▶ _TASK PROMPT_
In the records that follow, find each line with "major" and pull it out.
───
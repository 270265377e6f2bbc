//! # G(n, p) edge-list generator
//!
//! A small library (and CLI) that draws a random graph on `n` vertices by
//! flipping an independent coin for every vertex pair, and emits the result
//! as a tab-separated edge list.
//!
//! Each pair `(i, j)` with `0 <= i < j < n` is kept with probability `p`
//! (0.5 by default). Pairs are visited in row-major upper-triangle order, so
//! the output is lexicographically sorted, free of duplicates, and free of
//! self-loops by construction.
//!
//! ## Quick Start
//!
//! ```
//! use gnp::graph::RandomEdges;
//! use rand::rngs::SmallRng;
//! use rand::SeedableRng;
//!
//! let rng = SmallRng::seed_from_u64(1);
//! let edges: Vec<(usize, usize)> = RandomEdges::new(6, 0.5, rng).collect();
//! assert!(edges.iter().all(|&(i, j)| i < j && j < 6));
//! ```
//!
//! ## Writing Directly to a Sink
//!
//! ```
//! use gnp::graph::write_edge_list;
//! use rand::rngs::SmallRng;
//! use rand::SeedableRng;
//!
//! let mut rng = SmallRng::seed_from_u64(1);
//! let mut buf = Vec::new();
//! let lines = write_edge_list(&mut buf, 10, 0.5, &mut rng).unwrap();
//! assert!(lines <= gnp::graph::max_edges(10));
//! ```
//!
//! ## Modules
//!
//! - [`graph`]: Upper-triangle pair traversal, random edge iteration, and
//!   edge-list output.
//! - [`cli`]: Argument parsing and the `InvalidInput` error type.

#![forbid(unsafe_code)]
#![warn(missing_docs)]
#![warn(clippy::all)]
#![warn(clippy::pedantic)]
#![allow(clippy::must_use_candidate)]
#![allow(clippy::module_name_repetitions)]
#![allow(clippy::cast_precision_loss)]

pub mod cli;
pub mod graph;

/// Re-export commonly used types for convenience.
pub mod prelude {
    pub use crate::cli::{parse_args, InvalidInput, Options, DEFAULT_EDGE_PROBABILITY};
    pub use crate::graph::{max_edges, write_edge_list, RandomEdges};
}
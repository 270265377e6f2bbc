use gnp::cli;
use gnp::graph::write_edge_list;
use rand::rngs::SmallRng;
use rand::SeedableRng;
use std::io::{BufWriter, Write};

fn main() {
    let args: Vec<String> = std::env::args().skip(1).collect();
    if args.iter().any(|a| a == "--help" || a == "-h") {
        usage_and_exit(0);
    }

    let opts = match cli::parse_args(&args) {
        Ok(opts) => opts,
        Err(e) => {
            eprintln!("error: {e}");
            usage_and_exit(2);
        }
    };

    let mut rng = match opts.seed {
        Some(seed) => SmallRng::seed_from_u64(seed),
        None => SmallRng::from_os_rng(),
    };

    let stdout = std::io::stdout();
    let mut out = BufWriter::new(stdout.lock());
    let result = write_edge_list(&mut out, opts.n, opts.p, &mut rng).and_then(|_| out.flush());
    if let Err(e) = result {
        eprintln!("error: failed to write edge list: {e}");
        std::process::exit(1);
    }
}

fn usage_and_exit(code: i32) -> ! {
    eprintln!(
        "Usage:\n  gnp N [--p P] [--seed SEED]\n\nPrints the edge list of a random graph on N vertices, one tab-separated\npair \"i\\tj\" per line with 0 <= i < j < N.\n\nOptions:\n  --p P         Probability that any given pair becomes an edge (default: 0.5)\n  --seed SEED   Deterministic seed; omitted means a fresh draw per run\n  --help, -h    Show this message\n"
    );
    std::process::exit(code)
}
───
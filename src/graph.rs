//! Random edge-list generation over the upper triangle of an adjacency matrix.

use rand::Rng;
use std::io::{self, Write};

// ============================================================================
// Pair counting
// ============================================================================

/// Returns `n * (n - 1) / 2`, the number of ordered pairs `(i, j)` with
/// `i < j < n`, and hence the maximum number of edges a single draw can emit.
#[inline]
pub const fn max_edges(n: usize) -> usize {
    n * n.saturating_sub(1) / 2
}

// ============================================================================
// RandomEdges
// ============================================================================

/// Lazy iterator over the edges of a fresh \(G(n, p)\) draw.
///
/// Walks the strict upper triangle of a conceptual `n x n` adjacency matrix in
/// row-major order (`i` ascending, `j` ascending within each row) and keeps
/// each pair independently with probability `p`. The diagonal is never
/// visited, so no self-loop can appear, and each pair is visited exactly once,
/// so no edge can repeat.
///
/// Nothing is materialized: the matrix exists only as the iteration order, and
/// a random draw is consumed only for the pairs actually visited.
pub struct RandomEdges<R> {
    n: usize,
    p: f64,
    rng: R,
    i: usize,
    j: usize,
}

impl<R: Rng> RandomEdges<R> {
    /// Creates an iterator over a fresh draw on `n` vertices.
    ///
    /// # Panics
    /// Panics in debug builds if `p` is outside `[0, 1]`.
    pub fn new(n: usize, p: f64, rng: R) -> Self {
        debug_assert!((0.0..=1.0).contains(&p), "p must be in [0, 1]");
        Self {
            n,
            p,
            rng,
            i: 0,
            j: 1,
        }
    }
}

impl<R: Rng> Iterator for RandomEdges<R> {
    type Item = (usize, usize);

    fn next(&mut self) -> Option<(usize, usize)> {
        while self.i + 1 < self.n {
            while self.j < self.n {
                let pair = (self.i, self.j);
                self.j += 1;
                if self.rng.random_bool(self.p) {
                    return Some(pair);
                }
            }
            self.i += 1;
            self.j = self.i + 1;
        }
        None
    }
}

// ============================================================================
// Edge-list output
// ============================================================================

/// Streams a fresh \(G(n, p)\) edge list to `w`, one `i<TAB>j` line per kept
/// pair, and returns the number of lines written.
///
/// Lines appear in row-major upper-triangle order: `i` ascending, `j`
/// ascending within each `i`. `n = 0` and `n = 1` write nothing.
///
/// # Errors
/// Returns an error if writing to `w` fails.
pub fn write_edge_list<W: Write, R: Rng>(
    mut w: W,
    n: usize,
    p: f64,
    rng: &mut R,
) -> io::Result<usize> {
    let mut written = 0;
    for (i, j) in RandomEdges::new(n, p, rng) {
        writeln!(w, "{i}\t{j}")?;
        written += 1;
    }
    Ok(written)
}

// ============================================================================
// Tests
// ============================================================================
───
▶ _OUTPUT OF THE EXERCISE_
//! (0.5 by default). Pairs are visited in row-major upper-triangle order, so
/// row-major order (`i` ascending, `j` ascending within each row) and keeps
/// Lines appear in row-major upper-triangle order: `i` ascending, `j`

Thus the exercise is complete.